One common concern regarding using calcium channel blockers for SVT is the possible side effect of hypotension. In the past, this was more of a concern with the use of verapamil as opposed to diltiazem. However, as mentioned above, recent systematic reviews found no appreciable difference in significant adverse events (including hypotension) between diltiazem and adenosine.
As a reminder, both adenosine and diltiazem are contraindicated in pre-excitation syndromes such as Wolf-Parkinson White, as use may lead to ventricular fibrillation.

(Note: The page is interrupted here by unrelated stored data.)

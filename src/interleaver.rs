//! Diagonal Interleaver
//!
//! Spreads burst errors over time before the symbols go out over the radio.
//! The interleaver keeps `depth` layers of `size × size` symbols. Every block
//! of `size` symbols is pushed through all layers in turn; within a layer each
//! row is a shift register and the output is read along a diagonal:
//!
//! - **Forward** (transmit): row `i` reads column `size - 1 - i`, delaying it
//!   by `i` blocks per layer.
//! - **Reverse** (receive): row `i` reads column `i`, delaying it by
//!   `size - 1 - i` blocks per layer.
//!
//! A forward and a reverse interleaver with the same `size` and `depth`
//! therefore delay every row by the same `depth × (size - 1)` blocks, which
//! restores the original order.
//!
//! Layers are chained: layer `k + 1` consumes the block as rewritten by
//! layer `k`.

use snafu::prelude::*;
use tracing::{debug, trace};

/// Fill value used by forward interleavers for "no symbol yet"
pub const PUNCTURE_MARKER: u8 = 0;

#[derive(Debug, Snafu, PartialEq, Eq)]
pub enum InterleaveError {
    #[snafu(display("Interleaver size and depth must be nonzero and fit in memory, got size {size} depth {depth}"))]
    InvalidConfig { size: usize, depth: usize },

    #[snafu(display("Symbol block must be {expected} symbols, got {actual}"))]
    BlockLength { expected: usize, actual: usize },

    #[snafu(display("Symbol stream of {actual} symbols is not a whole number of {size} symbol blocks"))]
    StreamLength { size: usize, actual: usize },
}

/// Which side of the link the interleaver sits on
#[derive(Debug, Clone, Copy, PartialEq, Eq)]
pub enum Direction {
    /// Transmit side
    Forward,
    /// Receive side, undoes `Forward`
    Reverse,
}

/// Interleaver dimensions
#[derive(Debug, Clone, Copy, PartialEq, Eq)]
pub struct InterleaverConfig {
    /// Symbols per block, and rows/columns per layer
    pub size: usize,
    /// Number of chained layers
    pub depth: usize,
    /// Value a forward interleaver emits before real symbols arrive
    pub puncture_marker: u8,
}

impl Default for InterleaverConfig {
    fn default() -> Self {
        Self {
            size: 256,
            depth: 10,
            puncture_marker: PUNCTURE_MARKER,
        }
    }
}

impl InterleaverConfig {
    /// Total number of cells across all layers, `None` on overflow
    pub fn buffer_len(&self) -> Option<usize> {
        self.size.checked_mul(self.size)?.checked_mul(self.depth)
    }
}

/// Stateful multi-layer diagonal interleaver
///
/// One instance serves one stream in one direction.
#[derive(Debug, Clone)]
pub struct DiagonalInterleaver {
    config: InterleaverConfig,
    direction: Direction,
    buffer: Vec<u8>,
}

impl DiagonalInterleaver {
    /// Create an interleaver and initialize it for `direction`
    ///
    /// # Example
    /// ```
    /// use rustywenet::interleaver::{DiagonalInterleaver, Direction, InterleaverConfig};
    ///
    /// let config = InterleaverConfig { size: 4, depth: 1, puncture_marker: 9 };
    /// let mut tx = DiagonalInterleaver::new(config, Direction::Forward).unwrap();
    ///
    /// let mut block = [1, 1, 1, 1];
    /// tx.interleave_symbols(&mut block).unwrap();
    /// // Only row 0 has no delay
    /// assert_eq!(block, [1, 9, 9, 9]);
    /// ```
    pub fn new(config: InterleaverConfig, direction: Direction) -> Result<Self, InterleaveError> {
        let cells = config
            .buffer_len()
            .filter(|_| config.size > 0 && config.depth > 0)
            .context(InvalidConfigSnafu { size: config.size, depth: config.depth })?;

        let mut interleaver = DiagonalInterleaver {
            config,
            direction,
            buffer: vec![0u8; cells],
        };
        interleaver.initialize(direction);
        Ok(interleaver)
    }

    /// Set the direction and discard all history
    pub fn initialize(&mut self, direction: Direction) {
        self.direction = direction;
        debug!(
            ?direction,
            size = self.config.size,
            depth = self.config.depth,
            cells = self.buffer.len(),
            "interleaver initialized"
        );
        self.flush();
    }

    /// Fill every cell with the direction's fill value
    pub fn flush(&mut self) {
        let fill = self.fill_value();
        self.buffer.fill(fill);
        trace!(fill, "interleaver flushed");
    }

    /// Value every cell holds after a flush
    ///
    /// Reverse interleavers fill with 0 so undrained output decodes as
    /// harmless data; forward interleavers fill with the puncture marker.
    pub fn fill_value(&self) -> u8 {
        match self.direction {
            Direction::Forward => self.config.puncture_marker,
            Direction::Reverse => 0,
        }
    }

    pub fn direction(&self) -> Direction {
        self.direction
    }

    pub fn config(&self) -> InterleaverConfig {
        self.config
    }

    /// Blocks before a forward/reverse pair returns real symbols
    pub fn latency_blocks(&self) -> usize {
        self.config.depth * (self.config.size - 1)
    }

    /// Flat index of (layer, row, column)
    #[inline]
    fn index(&self, layer: usize, row: usize, col: usize) -> usize {
        (layer * self.config.size + row) * self.config.size + col
    }

    /// Column row `row` is read from
    #[inline]
    fn read_column(&self, row: usize) -> usize {
        match self.direction {
            Direction::Forward => self.config.size - 1 - row,
            Direction::Reverse => row,
        }
    }

    /// Push one block of `size` symbols through every layer, in place
    ///
    /// # Errors
    /// `InterleaveError::BlockLength` if `symbols.len() != size`.
    pub fn interleave_symbols(&mut self, symbols: &mut [u8]) -> Result<(), InterleaveError> {
        let size = self.config.size;
        ensure!(
            symbols.len() == size,
            BlockLengthSnafu { expected: size, actual: symbols.len() }
        );

        for layer in 0..self.config.depth {
            for (row, symbol) in symbols.iter_mut().enumerate() {
                let start = self.index(layer, row, 0);
                let read = start + self.read_column(row);
                let cells = &mut self.buffer[start..start + size];

                // Age the row by one block, newest symbol in the last column
                cells.copy_within(1.., 0);
                cells[size - 1] = *symbol;

                *symbol = self.buffer[read];
            }
        }

        Ok(())
    }

    /// Interleave consecutive blocks of a longer buffer
    ///
    /// # Errors
    /// `InterleaveError::StreamLength` if the length is not a multiple of
    /// `size`; the buffer is left untouched in that case.
    pub fn interleave_stream(&mut self, symbols: &mut [u8]) -> Result<(), InterleaveError> {
        let size = self.config.size;
        ensure!(
            symbols.len() % size == 0,
            StreamLengthSnafu { size, actual: symbols.len() }
        );

        for block in symbols.chunks_exact_mut(size) {
            self.interleave_symbols(block)?;
        }
        Ok(())
    }

    /// Interleave a symbol stream of any length and drain the pipeline
    ///
    /// The last partial block is padded with the puncture marker and
    /// `latency_blocks()` marker blocks follow, so a matched interleaver on
    /// the other side hands back every input symbol. The result is a whole
    /// number of blocks.
    pub fn interleave_padded(&mut self, symbols: &[u8]) -> Result<Vec<u8>, InterleaveError> {
        let size = self.config.size;
        let data_blocks = symbols.len().div_ceil(size);
        let drain_blocks = self.latency_blocks();

        let mut stream = vec![self.config.puncture_marker; (data_blocks + drain_blocks) * size];
        stream[..symbols.len()].copy_from_slice(symbols);
        self.interleave_stream(&mut stream)?;

        debug!(data_blocks, drain_blocks, "interleaved padded stream");
        Ok(stream)
    }
}
pub mod crc;
pub mod interleaver;
pub mod ldpc;
pub mod packet;
pub mod tracing_init;
pub mod util;

pub use interleaver::{DiagonalInterleaver, Direction, InterleaverConfig};
pub use ldpc::{CodeParams, ConnectionTable, Encoder};
pub use packet::{FramerConfig, PacketFramer};
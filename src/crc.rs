//! CRC-16 Implementation for Wenet packets
//!
//! Every framed packet carries a CRC-16/CCITT-FALSE over its padded payload,
//! appended little-endian after the payload. The parity encoder covers the
//! payload and the CRC together.

use crc::{Algorithm, Crc};

/// CCITT polynomial
const CRC_POLYNOMIAL: u16 = 0x1021;

/// CRC-16/CCITT-FALSE algorithm configuration
const CRC_CCITT_FALSE: Algorithm<u16> = Algorithm {
    width: 16,
    poly: CRC_POLYNOMIAL,
    init: 0xffff,
    refin: false,
    refout: false,
    xorout: 0x0000,
    check: 0x29b1,
    residue: 0x0000,
};

/// Packet CRC instance
const PACKET_CRC: Crc<u16> = Crc::<u16>::new(&CRC_CCITT_FALSE);

/// Calculate the 16-bit packet CRC
///
/// # Example
/// ```
/// use rustywenet::crc::crc16;
///
/// assert_eq!(crc16(b"123456789"), 0x29b1);
/// ```
pub fn crc16(data: &[u8]) -> u16 {
    PACKET_CRC.checksum(data)
}

/// Check a payload followed by its little-endian CRC
///
/// Returns `false` when `data` is too short to hold a CRC.
pub fn check_crc16(data: &[u8]) -> bool {
    if data.len() < 2 {
        return false;
    }
    let (payload, crc_bytes) = data.split_at(data.len() - 2);
    let received = u16::from_le_bytes([crc_bytes[0], crc_bytes[1]]);
    crc16(payload) == received
}
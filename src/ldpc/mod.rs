//! Repeat-accumulate LDPC encoding for Wenet
//!
//! This module implements the systematic RA-LDPC encoder used by the Wenet
//! downlink. A block of 2064 information bits (a 256 byte payload plus its
//! 16-bit CRC) produces 516 parity bits.
//!
//! **Encoding**: each parity bit is the integer sum of `row_weight`
//! information bits named by the connection table, plus the previous parity
//! bit, reduced modulo 2. The running "accumulate" term makes the parity loop
//! strictly sequential.
//!
//! Decoding happens on the ground station and is not part of this crate.

mod encode;
mod table;

pub use encode::{EncodeError, Encoder};
pub use table::{ConnectionTable, TableError};

#[cfg(test)]
pub(crate) use table::random_table;

/// Dimensions of an RA-LDPC code
///
/// The three values belong to one connection table; they cannot be chosen
/// independently of it.
#[derive(Debug, Clone, Copy, PartialEq, Eq)]
pub struct CodeParams {
    /// Number of systematic information bits (Nibits)
    pub info_bits: usize,
    /// Number of parity bits (Npbits)
    pub parity_bits: usize,
    /// Information bits summed per parity bit (Nwt)
    pub row_weight: usize,
}

impl CodeParams {
    /// The Wenet code of March 2016: 2064 information bits, 516 parity bits,
    /// row weight 12
    pub const WENET: CodeParams = CodeParams {
        info_bits: 2064,
        parity_bits: 516,
        row_weight: 12,
    };

    pub const fn new(info_bits: usize, parity_bits: usize, row_weight: usize) -> Self {
        CodeParams {
            info_bits,
            parity_bits,
            row_weight,
        }
    }

    /// Number of entries in the connection table
    pub const fn table_len(&self) -> usize {
        self.parity_bits * self.row_weight
    }

    /// Information bits + parity bits
    pub const fn codeword_bits(&self) -> usize {
        self.info_bits + self.parity_bits
    }
}

impl Default for CodeParams {
    fn default() -> Self {
        CodeParams::WENET
    }
}
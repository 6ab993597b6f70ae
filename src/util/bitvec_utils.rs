//! Conversions between packed bytes and one-symbol-per-byte bit streams
//!
//! The encoder and interleaver work on bits stored one per byte (0 or 1),
//! while packets travel as packed bytes. All packing is MSB-first.

use bitvec::prelude::*;

/// Unpack bytes into one bit per output byte, MSB first
///
/// # Example
/// ```
/// use rustywenet::util::bitvec_utils::unpack_bits;
///
/// assert_eq!(unpack_bits(&[0xa0]), vec![1, 0, 1, 0, 0, 0, 0, 0]);
/// ```
pub fn unpack_bits(bytes: &[u8]) -> Vec<u8> {
    bytes.view_bits::<Msb0>().iter().map(|bit| *bit as u8).collect()
}

/// Pack one-bit-per-byte values into bytes, MSB first
///
/// Any nonzero value counts as a set bit. The final byte is zero padded in
/// its low bits when `bits.len()` is not a multiple of 8.
pub fn pack_bits(bits: &[u8]) -> Vec<u8> {
    let mut bytes = vec![0u8; bits.len().div_ceil(8)];
    let view = bytes.view_bits_mut::<Msb0>();
    for (i, bit) in bits.iter().enumerate() {
        view.set(i, *bit != 0);
    }
    bytes
}

/// Pack a bit slice into bytes, MSB first, zero padded
pub fn bitslice_to_bytes(bs: &BitSlice<u8, Msb0>) -> Vec<u8> {
    let mut bytes = vec![0u8; bs.len().div_ceil(8)];
    bytes.view_bits_mut::<Msb0>()[..bs.len()].copy_from_bitslice(bs);
    bytes
}

/// Render bits as a `0`/`1` string for log output
pub trait BitvecToString {
    fn to_bit_string(&self) -> String;
}

impl BitvecToString for BitSlice<u8, Msb0> {
    fn to_bit_string(&self) -> String {
        self.iter().map(|b| if *b { '1' } else { '0' }).collect()
    }
}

Diltiazem is a reasonable consideration as a first-line alternative to adenosine for converting stable SVTs. Systematic reviews have shown no difference in rates of conversion or significant adverse effects between diltiazem and adenosine. In addition, while diltiazem takes longer to take effect, it results in a more comfortable patient experience without the unpleasant “heart-stopping” sensation of adenosine.
Back to Case
You mention that another medication, diltiazem, may be used, which has a similar success rate and would not cause the uncomfortable “heart-stopping” sensation of adenosine. It will, however, require more time to take effect. Nevertheless, the patient quickly decides to go with this new option and is given diltiazem with a successful conversion to sinus rhythm.
This post was copyedited by Saad Razzaq
Reviewing with the staff
Diltiazem is safe, effective and well tolerated by patients in treating supraventricular tachycardia. Unfortunately, it is an often-overlooked alternative to adenosine. I hope that increased awareness of the evidence will lead to shared decision-making in the treatment of SVT.